Over two years, Aitken painstakingly cut, pasted and manipulated electronic clip art to draw everyday objects and situations. He has produced 85 screens of boxed images to match the 14 lessons in publisher Prentice Hall's Arriba. Underneath each image, students can write their answers, then check below against a list of correct responses. The exercises are without reference to English so students "can more quickly associate the Spanish word to the object without English intervening."
The chair of the Hispanic section of Modern Languages and Literature tackled this project after abandoning a bigger one. "We teachers seem to think we all have our own textbooks inside us." He had a contract to develop a language text but abandoned it after discovering the cost of developing accompanying software. "I decided I was not going to leave it alone, I'd done too much, I would develop the software myself." He did on a Macintosh computer using SuperCard Roadster software.
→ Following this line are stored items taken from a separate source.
//! Backend DTO → model mappers.
//!
//! The backend speaks Spanish field names and is inconsistent about types
//! (numeric vs string ids, nested vs flat references). Every mapper here is
//! total: a missing or mistyped field degrades to the model's default and
//! never produces an error.

use chrono::{DateTime, TimeZone, Utc};
use serde_json::{json, Value};

use crate::models::{
    Authorization, Course, Ingredient, PendingListEntry, Recipe, Role, Schedule, Site, Step,
    Student, User, UserRef, UNKNOWN_DURATION,
};

/// Map a backend recipe record.
pub fn map_recipe(raw: &Value) -> Recipe {
    Recipe {
        id: id_text(raw, &["idReceta", "id"]),
        title: text(raw, &["nombreReceta", "nombre", "titulo", "title"]),
        description: text(raw, &["descripcionReceta", "descripcion", "description"]),
        image: opt_text(raw, &["fotoPrincipal", "imagen", "foto", "image"]),
        servings: count(raw, &["porciones", "servings"]),
        people: count(raw, &["cantidadPersonas", "people"]),
        created_at: opt_text(raw, &["fecha", "fechaCreacion", "createdAt"]),
        duration: duration(raw, &["duracion", "tiempo", "duration"], "min"),
        ingredients: list(raw, &["ingredientes", "utilizados", "ingredients"])
            .iter()
            .map(map_ingredient)
            .collect(),
        steps: list(raw, &["pasos", "steps"])
            .iter()
            .enumerate()
            .map(|(index, step)| map_step(step, index))
            .collect(),
        user: map_user_ref(raw),
        category: labelled(raw, &["tipoReceta", "categoria", "category"]),
        rating: number(raw, &["calificacion", "promedioCalificacion", "rating"]),
        review_count: count(
            raw,
            &["cantidadResenas", "cantidadCalificaciones", "reviewCount"],
        ),
        authorization: map_authorization(raw),
    }
}

/// Map an entry of the per-user pending list. Entries either wrap the recipe
/// under `receta` or are the recipe record itself.
pub fn map_pending_entry(raw: &Value) -> PendingListEntry {
    let recipe = raw
        .get("receta")
        .filter(|nested| nested.is_object())
        .map_or_else(|| map_recipe(raw), map_recipe);

    PendingListEntry {
        recipe,
        completed: flag(raw, &["completada", "completed"]).unwrap_or(false),
        completed_date: date(raw, &["fechaCompletada", "completedDate"]),
        added_date: date(raw, &["fechaAgregada", "addedDate"]),
    }
}

/// Map a backend course record.
pub fn map_course(raw: &Value) -> Course {
    let id = id_text(raw, &["idCurso", "id"]);
    let schedules = list(raw, &["cronogramas", "cronograma", "schedules"])
        .iter()
        .map(|schedule| {
            let mut schedule = map_schedule(schedule);
            if schedule.course_id.is_empty() {
                schedule.course_id.clone_from(&id);
            }
            schedule
        })
        .collect();

    Course {
        title: text(raw, &["nombreCurso", "nombre", "titulo", "title"]),
        description: text(raw, &["descripcion", "description"]),
        image: opt_text(raw, &["imagen", "foto", "image"]),
        duration: duration(raw, &["duracion", "duration"], "h"),
        price: field(raw, &["precio", "price"]).and_then(as_f64),
        modality: text(raw, &["modalidad", "modality"]),
        requirements: text(raw, &["requerimientos", "requisitos", "requirements"]),
        contents: text_list(raw, &["contenidos", "temario", "contents"]),
        sites: list(raw, &["sedes", "sites"]).iter().map(map_site).collect(),
        schedules,
        id,
    }
}

/// Map a backend site (sede) record.
pub fn map_site(raw: &Value) -> Site {
    Site {
        id: id_text(raw, &["idSede", "id"]),
        name: text(raw, &["nombreSede", "nombre", "name"]),
        address: text(raw, &["direccionSede", "direccion", "address"]),
        phone: text(raw, &["telefonoSede", "telefono", "phone"]),
        email: text(raw, &["mailSede", "mail", "email"]),
    }
}

/// Map a backend schedule (cronograma) record.
pub fn map_schedule(raw: &Value) -> Schedule {
    Schedule {
        id: id_text(raw, &["idCronograma", "id"]),
        course_id: nested_id(raw, &["idCurso", "courseId"], "curso", &["idCurso", "id"]),
        site_id: nested_id(raw, &["idSede", "siteId"], "sede", &["idSede", "id"]),
        start_date: opt_text(raw, &["fechaInicio", "startDate"]),
        end_date: opt_text(raw, &["fechaFin", "endDate"]),
        available_slots: count(
            raw,
            &["vacantesDisponibles", "vacantes", "availableSlots"],
        ),
    }
}

/// Map a backend user record.
pub fn map_user(raw: &Value) -> User {
    User {
        id: id_text(raw, &["idUsuario", "id"]),
        username: text(raw, &["nickname", "alias", "username"]),
        email: text(raw, &["mail", "email"]),
        name: text(raw, &["nombre", "name"]),
        avatar: opt_text(raw, &["avatar", "foto"]),
        role: opt_text(raw, &["tipoUsuario", "rol", "role"])
            .map_or(Role::User, |label| Role::from_label(&label)),
    }
}

/// Map a backend student (alumno) record.
pub fn map_student(raw: &Value) -> Student {
    let mut user = raw
        .get("usuario")
        .filter(|nested| nested.is_object())
        .map_or_else(|| map_user(raw), map_user);
    user.role = Role::Student;

    Student {
        user,
        card_number: opt_text(raw, &["numeroTarjeta", "nroTarjeta", "cardNumber"]),
        balance: number(raw, &["cuentaCorriente", "saldo", "balance"]),
        enrolled_courses: list(raw, &["cursosInscriptos", "cursos", "enrolledCourses"])
            .iter()
            .filter_map(|course| {
                scalar_text(course).or_else(|| normalize(id_text(course, &["idCurso", "id"])))
            })
            .collect(),
    }
}

fn map_ingredient(raw: &Value) -> Ingredient {
    if let Some(name) = raw.as_str() {
        return Ingredient {
            name: name.trim().to_string(),
            amount: String::new(),
        };
    }

    let name = opt_text(raw, &["nombre", "name"])
        .or_else(|| raw.get("ingrediente").map(labelled_value))
        .unwrap_or_default();

    let amount = opt_text(raw, &["cantidadFormateada", "amount"]).unwrap_or_else(|| {
        let quantity = field(raw, &["cantidad", "quantity"]).and_then(as_f64);
        let unit = field(raw, &["unidad", "unit"])
            .map(labelled_value)
            .unwrap_or_default();
        format_amount(quantity, &unit)
    });

    Ingredient { name, amount }
}

fn map_step(raw: &Value, index: usize) -> Step {
    let fallback_number = u32::try_from(index + 1).unwrap_or(u32::MAX);
    let number = field(raw, &["nroPaso", "numero", "number"])
        .and_then(as_f64)
        .and_then(to_u32)
        .unwrap_or(fallback_number);

    Step {
        number,
        text: text(raw, &["texto", "descripcion", "text"]),
        image: opt_text(raw, &["imagen", "foto", "image"]).or_else(|| {
            list(raw, &["multimedia"])
                .first()
                .and_then(|media| opt_text(media, &["urlContenido", "url"]))
        }),
    }
}

fn map_user_ref(raw: &Value) -> Option<UserRef> {
    if let Some(nested) = field(raw, &["usuario", "user"]).filter(|value| value.is_object()) {
        let id = id_text(nested, &["idUsuario", "id"]);
        if id.is_empty() {
            return None;
        }
        return Some(UserRef {
            id,
            name: text(nested, &["nickname", "alias", "nombre", "name"]),
        });
    }

    let id = id_text(raw, &["idUsuario", "userId"]);
    if id.is_empty() {
        None
    } else {
        Some(UserRef {
            id,
            name: text(raw, &["nombreUsuario", "nickname", "userName"]),
        })
    }
}

fn map_authorization(raw: &Value) -> Authorization {
    if let Some(authorized) = flag(raw, &["autorizada", "authorized"]) {
        return if authorized {
            Authorization::Published
        } else {
            Authorization::Pending
        };
    }

    match opt_text(raw, &["estado", "status"])
        .map(|status| status.to_ascii_lowercase())
        .as_deref()
    {
        Some("aprobada" | "publicada" | "published" | "approved") => Authorization::Published,
        _ => Authorization::Pending,
    }
}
There are still a few bugs to work out to make it work smoothly on ordinary PCs. "I didn't think I would get this far." Far enough that students are already going to the Internet address and using the program. "This is distance learning!" Anyone anywhere in the world will be able to access the program on the Internet and use it, he says. "I want to make it freely available on the Web to everyone in North America." Fellow Spanish professors at other universities are chomping at the bit for the address and Aitken hopes to demonstrate it at upcoming conferences. "I hope the publisher endorses it as a complementary resource," he says of a program based on Arriba but uniquely his. "There is not one single element that isn't mine." He wants to retain copyright control because he wants the right to change it. And he doesn't expect to make money from the program. In the meantime, Trent's Web developer Michael Young is developing a "splash" page to introduce the program and provide links for users to a plug-in they need to download before they can start it. (If you don't want to wait, download the plug-in Roadster from the www.allegiant.com site, then go to www.trentu.ca/academic/modernlanguages/spanish/Masarriba.html.